Siti web per il turismo, riflessioni

Realizzazione Siti Web TurismoUna riflessione che nasce dopo aver letto l'estratto del documento "Destinazione Italia 2010" dove viene illustrato cosa non trovano, nei siti web turistici, i viaggiatori interessati all'Italia:

"Sul Web i turisti stranieri non scelgono l’Italia".
Quando il turista straniero cerca informazioni, l’Italia rimane tra le destinazioni turistiche più ricercate, ma solo in una prima fase di organizzazione del viaggio.
Se continuano nella ricerca, gli utenti spostano l'attenzione su altre destinazioni e, alla fine, ben il 41% sceglie altro, Spagna in testa.
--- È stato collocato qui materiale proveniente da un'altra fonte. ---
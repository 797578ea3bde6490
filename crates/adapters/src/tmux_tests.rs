// SPDX-License-Identifier: BUSL-1.1
// Copyright (c) 2026 Alfred Jean LLC

use super::*;
use hq_core::AgentId;

fn spec() -> SpawnSpec {
    let mut spec = SpawnSpec::new(AgentId::from_string("agt-ABC123"), "claude");
    spec.working_dir = Some("/work/repo".into());
    spec.env = vec![("HQ_AGENT_ID".to_string(), "agt-ABC123".to_string())];
    spec
}

#[test]
fn new_session_args_include_dir_env_and_command() {
    let args = new_session_args(&spec(), "hq-abc123");
    assert_eq!(
        args,
        [
            "new-session",
            "-d",
            "-s",
            "hq-abc123",
            "-c",
            "/work/repo",
            "-e",
            "HQ_AGENT_ID=agt-ABC123",
            "claude",
        ]
    );
}

#[test]
fn send_keys_uses_literal_flag_and_separator() {
    let args = send_keys_args("hq-1:0.0", "fix the bug; rm -rf looks scary");
    assert_eq!(
        args,
        ["send-keys", "-t", "hq-1:0.0", "-l", "--", "fix the bug; rm -rf looks scary"]
    );
}

#[test]
fn capture_args_request_scrollback() {
    let args = capture_args("hq-1:0.0", 40);
    assert_eq!(args, ["capture-pane", "-p", "-t", "hq-1:0.0", "-S", "-40"]);
}

#[test]
fn session_name_derives_from_agent_id() {
    let adapter = TmuxAdapter::local("local", None);
    assert_eq!(adapter.session_for(&spec()), "hq-abc123");

    let adapter = TmuxAdapter::local("local", Some("team".to_string()));
    assert_eq!(adapter.session_for(&spec()), "team-abc123");
}

#[test]
fn attach_command_targets_exact_session() {
    let adapter = TmuxAdapter::local("local", None);
    let loc = Location::Pane { session: "hq-abc".to_string(), window: 0, pane: 0 };
    assert_eq!(adapter.attach_command(&loc), "tmux attach-session -t =hq-abc");
}

#[test]
fn remote_kind_is_ssh() {
    let spec = hq_core::RemoteSpec {
        host: "h".to_string(),
        user: None,
        port: None,
        identity_file: None,
    };
    let adapter = TmuxAdapter::remote("build", spec);
    assert_eq!(adapter.kind(), "ssh");
    assert_eq!(TmuxAdapter::local("l", None).kind(), "local-tmux");
}

#[test]
fn wrong_location_rejected() {
    let container = Location::Container { id: "c1".to_string() };
    assert!(matches!(pane_target(&container), Err(AdapterError::WrongLocation(_))));
}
Questo è il dato poco confortante rilevato da Roberto Brenner, Industry Leader Travel di Google Italia, che ha analizzato il comportamento dei turisti on-line stranieri che cercano informazioni sull’Italia tramite Google, il motore di ricerca più utilizzato al mondo.

Secondo le rilevazioni effettuate, il turista straniero non trova informazioni adeguate, chiare e organizzate sulla destinazione Italia – che risulta, invece, polverizzata in singole iniziative private – e, specie se indeciso, tende a scegliere altre destinazioni, la Spagna in particolare, su cui riesce a raccogliere dati puntuali, organizzati e di qualità."

5 punti a sfavore dei siti web turistici in Italia

  1. Siti web poco accattivanti: spesso autoprodotti con mezzi non adeguati. Il primo collegamento logico dei potenziali visitatori è "sito web poco professionale = struttura ricettiva poco professionale".
  2. Carenza di informazioni: una delle maggiori pecche dei siti web italiani, sopratutto di quelli collegati al turismo. Si inseriscono poche e brevi pagine che descrivono la struttura in maniera sommaria e poco personale. Attenzione, però perché i visitatori sono a caccia di informazioni, stanno pianificando di investire il loro denaro e vogliono sapere dove vanno e cosa avranno in cambio, cosa c'è nei dintorni, cosa fare, cosa visitare, cosa  mangiare, etc...bBisogna vendere una destinazione e poi la propria struttura...e magari senza fare copia/incolla!!!
  3. Mancanza di analisi statistiche. Com'è possibile che l'unico mezzo monitorabile con statistiche certe (il web) non venga sfruttato? E' un giacimento di diamanti inesplorato. Molti responsabili di strutture ricettive non conoscono o non accedono alle statistiche del proprio sito... ma allora, come fanno a sapere se il sito è in salute? Chi sono i visitatori?  La tal iniziativa/ promozione online funziona? Come e dove migliorarlo?
  4. Mancanza di investimenti nel web marketing. Gli strumenti ci sono e restituiscono risultati certi e quantificabili, dalle statistiche ai report dettagliati: PPC, SEO, SEM, Social Media, Buzz Marketing  a molti albergatori - e anche a molte agenzie web - sembrano sigle senza senso a cui non prestare attenzione e, cosa più grave, su cui non investire. Chi si aggiorna e cerca di sfruttare le innovazioni sale, mentre gli altri... scendono.
  5. Reputation Management: controllare cosa si dice sul web della propria struttura ricettiva. E' la bestia nera di tutti gli albergatori, molti non ne vogliono sentire parlare, altri lo ignorano volontariamente, altri non sanno di cosa si tratta, tuttavia la reputazione online è una delle miniere d'oro per migliorarsi e salire un gradino sopra i concorrenti e soprattutto conoscere punti di forza e di debolezza del proprio operato (utili anche per descrivere in maniera più sincera e veriteria i propri servizi).